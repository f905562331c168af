//! gravwell - run the gravity particle simulation headless.

use anyhow::{Context, Result};
use clap::{Parser, Subcommand};
use gravwell_cli::{BackendKind, DriverConfig, SimContext, TransferMode, WindowSize};
use gravwell_kernels::Gravity;
use gravwell_runtime::Executor;
use tracing_subscriber::EnvFilter;

#[derive(Parser)]
#[command(name = "gravwell")]
#[command(about = "Particles pulled toward a pointer, simulated on a shared compute/graphics device", long_about = None)]
#[command(version)]
struct Cli {
    #[command(subcommand)]
    command: Commands,
}

#[derive(Subcommand)]
enum Commands {
    /// Run the simulation
    Run {
        /// Number of particles
        #[arg(short, long, default_value = "100000")]
        particles: usize,

        /// Stop after this many frames (runs until interrupted if omitted)
        #[arg(short, long)]
        frames: Option<u64>,

        /// Target frames per second
        #[arg(long, default_value = "30")]
        fps: u32,

        #[arg(long, value_enum, default_value_t = BackendKind::Wgpu)]
        backend: BackendKind,

        /// How velocities reach the device
        #[arg(long, value_enum, default_value_t = TransferMode::ZeroCopy)]
        transfer: TransferMode,

        /// Seed for the initial particle layout
        #[arg(long)]
        seed: Option<u64>,

        /// Window size pointer coordinates refer to (format: WIDTHxHEIGHT)
        #[arg(long, default_value = "768x768")]
        window: WindowSize,

        /// Move the pointer along a scripted orbit
        #[arg(long)]
        orbit: bool,

        /// Log statistics every N frames (0 disables)
        #[arg(long, default_value = "30")]
        report_every: u64,
    },
    /// Show the selected device and the program build log
    Info {
        #[arg(long, value_enum, default_value_t = BackendKind::Wgpu)]
        backend: BackendKind,
    },
}

fn main() -> Result<()> {
    tracing_subscriber::fmt()
        .with_env_filter(
            EnvFilter::try_from_default_env().unwrap_or_else(|_| EnvFilter::new("gravwell=info")),
        )
        .init();

    let cli = Cli::parse();

    match cli.command {
        Commands::Run {
            particles,
            frames,
            fps,
            backend,
            transfer,
            seed,
            window,
            orbit,
            report_every,
        } => {
            let config = DriverConfig {
                particles,
                frames,
                fps,
                window,
                backend,
                transfer,
                seed,
                orbit,
                report_every,
            };
            cmd_run(&config)?;
        }
        Commands::Info { backend } => {
            cmd_info(backend)?;
        }
    }

    Ok(())
}

fn cmd_run(config: &DriverConfig) -> Result<()> {
    let gfx = pollster::block_on(gravwell_cli::graphics_context(config.backend))
        .context("Failed to create graphics context")?;
    let mut ctx = SimContext::new(&gfx, config).context("Failed to set up simulation")?;
    let summary = gravwell_cli::run(&mut ctx, config)?;

    println!("Frames:     {}", summary.frames);
    println!("Skipped:    {}", summary.skipped);
    println!("Overruns:   {}", summary.overruns);
    if let Some(last) = summary.last {
        let [x, y, z, _] = last.centroid.to_array();
        println!("Centroid:   ({x:.4}, {y:.4}, {z:.4})");
        println!("Spread:     {:.4}", last.spread);
    }
    Ok(())
}

fn cmd_info(backend: BackendKind) -> Result<()> {
    let gfx = pollster::block_on(gravwell_cli::graphics_context(backend))
        .context("Failed to create graphics context")?;
    let executor = Executor::new(&gfx.share(), Gravity::default())
        .context("Failed to build the gravity program")?;

    let bundle = executor.bundle();
    println!("Backend:    {}", gfx.backend().name());
    println!("Platform:   {}", bundle.platform_name());
    println!("Device:     {} (index {})", bundle.device_name(), bundle.device_index());
    println!("Entry:      {}", bundle.kernel().entry());
    println!("Build:      {}", bundle.build_info().status);
    println!("Options:    {}", bundle.build_info().options);
    if !bundle.build_info().log.is_empty() {
        println!("Log:\n{}", bundle.build_info().log);
    }
    Ok(())
}
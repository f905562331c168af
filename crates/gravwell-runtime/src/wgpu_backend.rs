//! wgpu backend.
//!
//! One wgpu device serves both sides: vertex buffers are created with
//! `STORAGE` usage so compute views bind them directly. wgpu has no explicit
//! interop acquire, so acquire and release flip the buffer's ownership epoch
//! in queue order and the device's single in-order queue provides the
//! ordering. Commands are submitted as they are enqueued; an event completes
//! with the submission it maps to.

use crate::backend::{Backend, BufferInit, DeviceClass, DeviceInfo, KernelArg, PlatformInfo};
use gravwell_core::{
    BuildInfo, BuildOptions, BuildStatus, DefineValue, Error, ErrorCode, Event, EventKind,
    EventStatus, KernelId, MemAccess, MemId, NativeBuffer, Owner, ProgramId, ProgramSource,
    Result,
};
use naga_oil::compose::{Composer, NagaModuleDescriptor, ShaderDefValue};
use std::borrow::Cow;
use std::collections::HashMap;
use std::sync::{Arc, Mutex, MutexGuard, PoisonError};

#[derive(Debug)]
struct GraphicsBuffer {
    buffer: Arc<wgpu::Buffer>,
    len: u64,
    owner: Owner,
}

#[derive(Debug)]
struct MemObject {
    buffer: Arc<wgpu::Buffer>,
    len: u64,
    access: MemAccess,
    shared: Option<NativeBuffer>,
}

#[derive(Debug)]
struct Program {
    label: String,
    module: naga::Module,
    shader: wgpu::ShaderModule,
}

/// Parameter slot shape, reflected from the program's bindings.
#[derive(Debug, Clone, Copy)]
enum Slot {
    Storage { read_only: bool },
    Uniform { size: usize },
}

#[derive(Debug)]
enum BoundArg {
    Mem(MemId),
    Value(Vec<u8>),
}

#[derive(Debug)]
struct Kernel {
    entry: String,
    pipeline: wgpu::ComputePipeline,
    layout: wgpu::BindGroupLayout,
    slots: Vec<Option<Slot>>,
    args: Vec<Option<BoundArg>>,
    workgroup_size: u32,
}

#[derive(Debug, Clone, Copy)]
struct EventRecord {
    kind: EventKind,
    seq: u64,
}

#[derive(Debug, Default)]
struct State {
    next_id: u32,
    next_event: u64,
    graphics: HashMap<NativeBuffer, GraphicsBuffer>,
    mems: HashMap<MemId, MemObject>,
    programs: HashMap<ProgramId, Program>,
    kernels: HashMap<KernelId, Kernel>,
    /// Events whose submission has not completed. Any other id up to
    /// `next_event` is complete.
    events: HashMap<u64, EventRecord>,
    submissions: HashMap<u64, wgpu::SubmissionIndex>,
    last_seq: u64,
    completed_seq: u64,
}

impl State {
    fn next_id(&mut self) -> u32 {
        self.next_id += 1;
        self.next_id
    }

    fn check_wait_list(&self, op: &'static str, wait: &[Event]) -> Result<()> {
        if wait.iter().any(|e| !self.known(e.id())) {
            return Err(Error::device(op, ErrorCode::InvalidEventWaitList));
        }
        Ok(())
    }

    fn known(&self, id: u64) -> bool {
        (1..=self.next_event).contains(&id)
    }

    /// Submission `event` waits for, or `None` once it has completed.
    fn pending_seq(&self, op: &'static str, event: Event) -> Result<Option<u64>> {
        match self.events.get(&event.id()) {
            Some(record) => {
                debug_assert_eq!(record.kind, event.kind());
                Ok((record.seq > self.completed_seq).then_some(record.seq))
            }
            None if self.known(event.id()) => Ok(None),
            None => Err(Error::device(op, ErrorCode::InvalidEvent)),
        }
    }

    fn record(&mut self, kind: EventKind) -> Event {
        self.next_event += 1;
        let event = Event::new(self.next_event, kind);
        if self.last_seq > self.completed_seq {
            self.events.insert(
                event.id(),
                EventRecord {
                    kind,
                    seq: self.last_seq,
                },
            );
        }
        tracing::trace!(%event, seq = self.last_seq, "enqueued");
        event
    }

    /// Mark every submission up to `seq` complete and forget its events.
    fn complete_through(&mut self, seq: u64) {
        self.completed_seq = self.completed_seq.max(seq);
        let done = self.completed_seq;
        self.submissions.retain(|s, _| *s > done);
        self.events.retain(|_, record| record.seq > done);
    }

    fn shared_buffers(&self, op: &'static str, mems: &[MemId]) -> Result<Vec<NativeBuffer>> {
        mems.iter()
            .map(|mem| match self.mems.get(mem) {
                Some(MemObject { shared: Some(buffer), .. }) => Ok(*buffer),
                Some(_) => Err(Error::device(op, ErrorCode::InvalidGraphicsObject)),
                None => Err(Error::device(op, ErrorCode::InvalidMemObject)),
            })
            .collect()
    }

    /// Apply an ownership step to every buffer, or to none of them.
    fn transition(
        &mut self,
        op: &'static str,
        buffers: &[NativeBuffer],
        step: fn(&mut Owner) -> Result<()>,
    ) -> Result<()> {
        let mut owners = Vec::with_capacity(buffers.len());
        for buffer in buffers {
            let gfx = self
                .graphics
                .get(buffer)
                .ok_or(Error::device(op, ErrorCode::InvalidGraphicsObject))?;
            let mut owner = gfx.owner;
            step(&mut owner).map_err(|_| Error::device(op, ErrorCode::InvalidGraphicsObject))?;
            owners.push(owner);
        }
        for (buffer, owner) in buffers.iter().zip(owners) {
            if let Some(gfx) = self.graphics.get_mut(buffer) {
                gfx.owner = owner;
            }
        }
        Ok(())
    }
}

/// Joint compute/graphics device on wgpu.
#[derive(Debug)]
pub struct WgpuDevice {
    device: Arc<wgpu::Device>,
    queue: Arc<wgpu::Queue>,
    adapter_info: wgpu::AdapterInfo,
    state: Mutex<State>,
}

impl WgpuDevice {
    /// Open the default high-performance adapter.
    ///
    /// # Errors
    /// [`Error::Platform`] if no adapter is found, [`Error::Backend`] if the
    /// device cannot be created.
    pub async fn new() -> Result<Self> {
        let instance = wgpu::Instance::new(&wgpu::InstanceDescriptor {
            backends: wgpu::Backends::all(),
            ..Default::default()
        });

        let adapter = instance
            .request_adapter(&wgpu::RequestAdapterOptions {
                power_preference: wgpu::PowerPreference::HighPerformance,
                compatible_surface: None,
                force_fallback_adapter: false,
            })
            .await
            .map_err(|e| Error::Platform(format!("no suitable adapter: {e}")))?;

        Self::with_adapter(&adapter).await
    }

    pub async fn with_adapter(adapter: &wgpu::Adapter) -> Result<Self> {
        let adapter_info = adapter.get_info();
        let (device, queue) = adapter
            .request_device(&wgpu::DeviceDescriptor::default())
            .await
            .map_err(|e| Error::Backend(format!("failed to create device: {e}")))?;

        Ok(Self {
            device: Arc::new(device),
            queue: Arc::new(queue),
            adapter_info,
            state: Mutex::new(State::default()),
        })
    }

    pub fn adapter_info(&self) -> &wgpu::AdapterInfo {
        &self.adapter_info
    }

    fn lock(&self) -> MutexGuard<'_, State> {
        self.state.lock().unwrap_or_else(PoisonError::into_inner)
    }

    fn submit(&self, state: &mut State, commands: Option<wgpu::CommandBuffer>) {
        let index = self.queue.submit(commands);
        state.last_seq += 1;
        state.submissions.insert(state.last_seq, index);
    }

    fn poll(&self, index: Option<wgpu::SubmissionIndex>) -> Result<()> {
        self.device
            .poll(wgpu::PollType::Wait {
                submission_index: index,
                timeout: None,
            })
            .map_err(|e| Error::Backend(format!("GPU poll failed: {e:?}")))?;
        Ok(())
    }

    fn drain(&self, state: &mut State) -> Result<()> {
        self.poll(None)?;
        let last = state.last_seq;
        state.complete_through(last);
        Ok(())
    }

    fn download(&self, buffer: &wgpu::Buffer, len: u64) -> Result<Vec<u8>> {
        let size = padded(len);
        let staging = self.device.create_buffer(&wgpu::BufferDescriptor {
            label: Some("gravwell_readback"),
            size,
            usage: wgpu::BufferUsages::MAP_READ | wgpu::BufferUsages::COPY_DST,
            mapped_at_creation: false,
        });

        let mut encoder = self
            .device
            .create_command_encoder(&wgpu::CommandEncoderDescriptor {
                label: Some("gravwell_readback_copy"),
            });
        encoder.copy_buffer_to_buffer(buffer, 0, &staging, 0, size);
        self.queue.submit(std::iter::once(encoder.finish()));

        let slice = staging.slice(..);
        let (sender, receiver) = std::sync::mpsc::channel();
        slice.map_async(wgpu::MapMode::Read, move |result| {
            let _ = sender.send(result);
        });
        self.poll(None)?;

        receiver
            .recv()
            .map_err(|e| Error::Backend(format!("map recv failed: {e}")))?
            .map_err(|e| Error::Backend(format!("map failed: {e}")))?;

        let mut data = slice.get_mapped_range().to_vec();
        staging.unmap();
        data.truncate(len as usize);
        Ok(data)
    }
}

/// wgpu copies and writes work in 4-byte units.
fn padded(len: u64) -> u64 {
    len.div_ceil(wgpu::COPY_BUFFER_ALIGNMENT) * wgpu::COPY_BUFFER_ALIGNMENT
}

fn padded_bytes(data: &[u8]) -> Cow<'_, [u8]> {
    let len = padded(data.len() as u64) as usize;
    if len == data.len() {
        Cow::Borrowed(data)
    } else {
        let mut owned = data.to_vec();
        owned.resize(len, 0);
        Cow::Owned(owned)
    }
}

fn shader_defs(options: &BuildOptions) -> HashMap<String, ShaderDefValue> {
    options
        .iter()
        .map(|(name, value)| {
            let value = match value {
                DefineValue::Bool(v) => ShaderDefValue::Bool(v),
                DefineValue::Int(v) => ShaderDefValue::Int(v),
                DefineValue::UInt(v) => ShaderDefValue::UInt(v),
            };
            (name.to_string(), value)
        })
        .collect()
}

fn build_error(source: &ProgramSource, log: String) -> Error {
    Error::Build {
        program: source.label.to_string(),
        log,
    }
}
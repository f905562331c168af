//! The graphics side of the shared device.

use crate::backend::Backend;
use crate::host::HostDevice;
use crate::wgpu_backend::WgpuDevice;
use gravwell_core::Result;
use std::sync::Arc;

/// The current graphics context.
///
/// Owns the device the rasterizer draws with. A compute context can only be
/// created against it through [`GraphicsContext::share`].
#[derive(Debug, Clone)]
pub struct GraphicsContext {
    backend: Arc<dyn Backend>,
}

/// Handles a compute context must be bound to so that it shares memory with
/// the graphics context it came from.
#[derive(Debug, Clone)]
pub struct ContextShare {
    backend: Arc<dyn Backend>,
}

impl ContextShare {
    pub fn backend(&self) -> &Arc<dyn Backend> {
        &self.backend
    }
}

impl GraphicsContext {
    pub fn new(backend: Arc<dyn Backend>) -> Self {
        Self { backend }
    }

    /// Graphics context on the reference host device.
    pub fn host() -> (Self, Arc<HostDevice>) {
        let host = Arc::new(HostDevice::new());
        (Self::new(Arc::clone(&host) as Arc<dyn Backend>), host)
    }

    /// Graphics context on the default wgpu adapter.
    pub async fn wgpu() -> Result<Self> {
        let device = WgpuDevice::new().await?;
        tracing::info!(
            adapter = %device.adapter_info().name,
            backend = ?device.adapter_info().backend,
            "graphics context ready"
        );
        Ok(Self::new(Arc::new(device)))
    }

    pub fn share(&self) -> ContextShare {
        ContextShare {
            backend: Arc::clone(&self.backend),
        }
    }

    pub fn backend(&self) -> &Arc<dyn Backend> {
        &self.backend
    }

    /// Block until all pending graphics work is complete.
    pub fn finish(&self) -> Result<()> {
        self.backend.graphics_finish()
    }
}
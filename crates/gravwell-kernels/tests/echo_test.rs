//! Parameter visibility and shared buffer ownership, checked with the echo module.

use gravwell_core::{ErrorCode, Float4, MemAccess, Owner};
use gravwell_kernels::{Echo, EchoPayload};
use gravwell_runtime::{Executor, GraphicsContext};

#[test]
fn test_each_frame_sees_its_parameter() {
    let (gfx, _host) = GraphicsContext::host();
    let mut executor = Executor::new(&gfx.share(), Echo).expect("executor");
    let mut payload = EchoPayload::new(&gfx, 8).expect("payload");
    executor.load(&mut payload).expect("load");

    for frame in 0..3 {
        let f = frame as f32;
        payload.param = Float4::new(f, f + 1.0, f + 2.0, 0.0);
        executor.exec(&mut payload).expect("exec");

        let values = payload.values().read().expect("values");
        for (i, v) in values.iter().enumerate() {
            assert_eq!(*v, Float4::new(f, f + 1.0, f + 2.0, i as f32), "frame {frame}");
        }
    }
}

#[test]
fn test_graphics_read_fails_while_acquired() {
    let (gfx, host) = GraphicsContext::host();
    let mut executor = Executor::new(&gfx.share(), Echo).expect("executor");
    let mut payload = EchoPayload::new(&gfx, 4).expect("payload");
    executor.load(&mut payload).expect("load");

    let bundle = executor.bundle();
    let view = bundle
        .create_from_graphics(payload.values(), MemAccess::ReadOnly)
        .expect("view");
    let queue = bundle.queue();
    let acquired = queue.acquire(&[view.id()], &[]).expect("acquire");
    queue.wait(&[acquired.event()]).expect("wait");

    assert_eq!(host.owner(payload.values().handle()), Some(Owner::Compute));
    let err = payload.values().read().unwrap_err();
    assert_eq!(err.code(), Some(ErrorCode::InvalidGraphicsObject));

    let release = acquired.release(&[]).expect("release");
    queue.flush().expect("flush");
    queue.wait(&[release]).expect("wait");
    assert_eq!(payload.values().read().expect("values").len(), 4);
}

#[test]
fn test_failed_exec_leaves_other_window_open() {
    let (gfx, host) = GraphicsContext::host();
    let mut executor = Executor::new(&gfx.share(), Echo).expect("executor");
    let mut payload = EchoPayload::new(&gfx, 4).expect("payload");
    executor.load(&mut payload).expect("load");

    let view = executor
        .bundle()
        .create_from_graphics(payload.values(), MemAccess::ReadOnly)
        .expect("view");
    let queue = executor.bundle().queue().clone();
    let held = queue.acquire(&[view.id()], &[]).expect("acquire");
    queue.wait(&[held.event()]).expect("wait");

    let err = executor.exec(&mut payload).unwrap_err();
    assert_eq!(err.code(), Some(ErrorCode::InvalidGraphicsObject));

    // The failed frame never owned the buffer, so it must not release it
    assert_eq!(host.owner(payload.values().handle()), Some(Owner::Compute));
    let err = payload.values().read().unwrap_err();
    assert_eq!(err.code(), Some(ErrorCode::InvalidGraphicsObject));

    let release = held.release(&[]).expect("release");
    queue.wait(&[release]).expect("wait");
    assert_eq!(host.owner(payload.values().handle()), Some(Owner::Graphics));
    executor.exec(&mut payload).expect("exec after release");
}

#[test]
fn test_frame_events_recorded() {
    let (gfx, _host) = GraphicsContext::host();
    let mut executor = Executor::new(&gfx.share(), Echo).expect("executor");
    let mut payload = EchoPayload::new(&gfx, 2).expect("payload");
    executor.load(&mut payload).expect("load");
    executor.exec(&mut payload).expect("exec");

    let events = payload.events();
    let (acquire, exec, release) = (
        events.acquire.expect("acquire"),
        events.exec.expect("exec"),
        events.release.expect("release"),
    );
    assert!(events.transfer.is_none());
    assert!(acquire.id() < exec.id() && exec.id() < release.id());
}

#[pollster::test]
#[ignore] // Requires GPU
async fn test_echo_on_gpu() {
    let gfx = GraphicsContext::wgpu().await.expect("wgpu device");
    let mut executor = Executor::new(&gfx.share(), Echo).expect("executor");
    let mut payload = EchoPayload::new(&gfx, 130).expect("payload");
    executor.load(&mut payload).expect("load");

    payload.param = Float4::new(1.0, 2.0, 3.0, 0.0);
    executor.exec(&mut payload).expect("exec");
    payload.param = Float4::new(4.0, 5.0, 6.0, 0.0);
    executor.exec(&mut payload).expect("exec");

    let values = payload.values().read().expect("values");
    assert_eq!(values.len(), 130);
    assert_eq!(values[129], Float4::new(4.0, 5.0, 6.0, 129.0));
}
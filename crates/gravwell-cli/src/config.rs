//! Driver configuration.

use anyhow::{Context, bail};
use gravwell_kernels::TransferPolicy;
use std::fmt;
use std::str::FromStr;

/// Window size in pixels. Pointer input is expressed in these coordinates.
#[derive(Debug, Clone, Copy, PartialEq, Eq)]
pub struct WindowSize {
    pub width: u32,
    pub height: u32,
}

impl Default for WindowSize {
    fn default() -> Self {
        Self {
            width: 768,
            height: 768,
        }
    }
}

impl FromStr for WindowSize {
    type Err = anyhow::Error;

    /// Parse `WIDTHxHEIGHT`, e.g. `1024x768`.
    fn from_str(s: &str) -> anyhow::Result<Self> {
        let (w, h) = s
            .split_once(['x', 'X'])
            .with_context(|| format!("expected WIDTHxHEIGHT, got '{s}'"))?;
        let width: u32 = w.trim().parse().with_context(|| format!("bad width '{w}'"))?;
        let height: u32 = h.trim().parse().with_context(|| format!("bad height '{h}'"))?;
        if width == 0 || height == 0 {
            bail!("window size must be non-zero, got {width}x{height}");
        }
        Ok(Self { width, height })
    }
}

impl fmt::Display for WindowSize {
    fn fmt(&self, f: &mut fmt::Formatter<'_>) -> fmt::Result {
        write!(f, "{}x{}", self.width, self.height)
    }
}

/// Device the driver runs on.
#[derive(Debug, Clone, Copy, PartialEq, Eq, Default, clap::ValueEnum)]
pub enum BackendKind {
    /// Reference device executing kernels on the host
    Host,
    /// First wgpu adapter
    #[default]
    Wgpu,
}

/// How particle velocities reach the device.
#[derive(Debug, Clone, Copy, PartialEq, Eq, Default, clap::ValueEnum)]
pub enum TransferMode {
    #[default]
    ZeroCopy,
    Upload,
}

impl From<TransferMode> for TransferPolicy {
    fn from(mode: TransferMode) -> Self {
        match mode {
            TransferMode::ZeroCopy => TransferPolicy::ZeroCopy,
            TransferMode::Upload => TransferPolicy::Upload,
        }
    }
}

/// Everything the frame driver needs to know.
#[derive(Debug, Clone)]
pub struct DriverConfig {
    pub particles: usize,
    /// Stop after this many frames; `None` runs until interrupted.
    pub frames: Option<u64>,
    pub fps: u32,
    pub window: WindowSize,
    pub backend: BackendKind,
    pub transfer: TransferMode,
    pub seed: Option<u64>,
    /// Drive the pointer along a scripted orbit instead of leaving it idle.
    pub orbit: bool,
    /// Log frame statistics every this many frames.
    pub report_every: u64,
}

impl Default for DriverConfig {
    fn default() -> Self {
        Self {
            particles: 100_000,
            frames: None,
            fps: 30,
            window: WindowSize::default(),
            backend: BackendKind::default(),
            transfer: TransferMode::default(),
            seed: None,
            orbit: false,
            report_every: 30,
        }
    }
}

────────────────────────────────────────

### What to produce
Check each line of the data for "must". Copy the lines where it turns up.

### Exercise solution
/// Handles a compute context must be bound to so that it shares memory with
    // The failed frame never owned the buffer, so it must not release it
            bail!("window size must be non-zero, got {width}x{height}");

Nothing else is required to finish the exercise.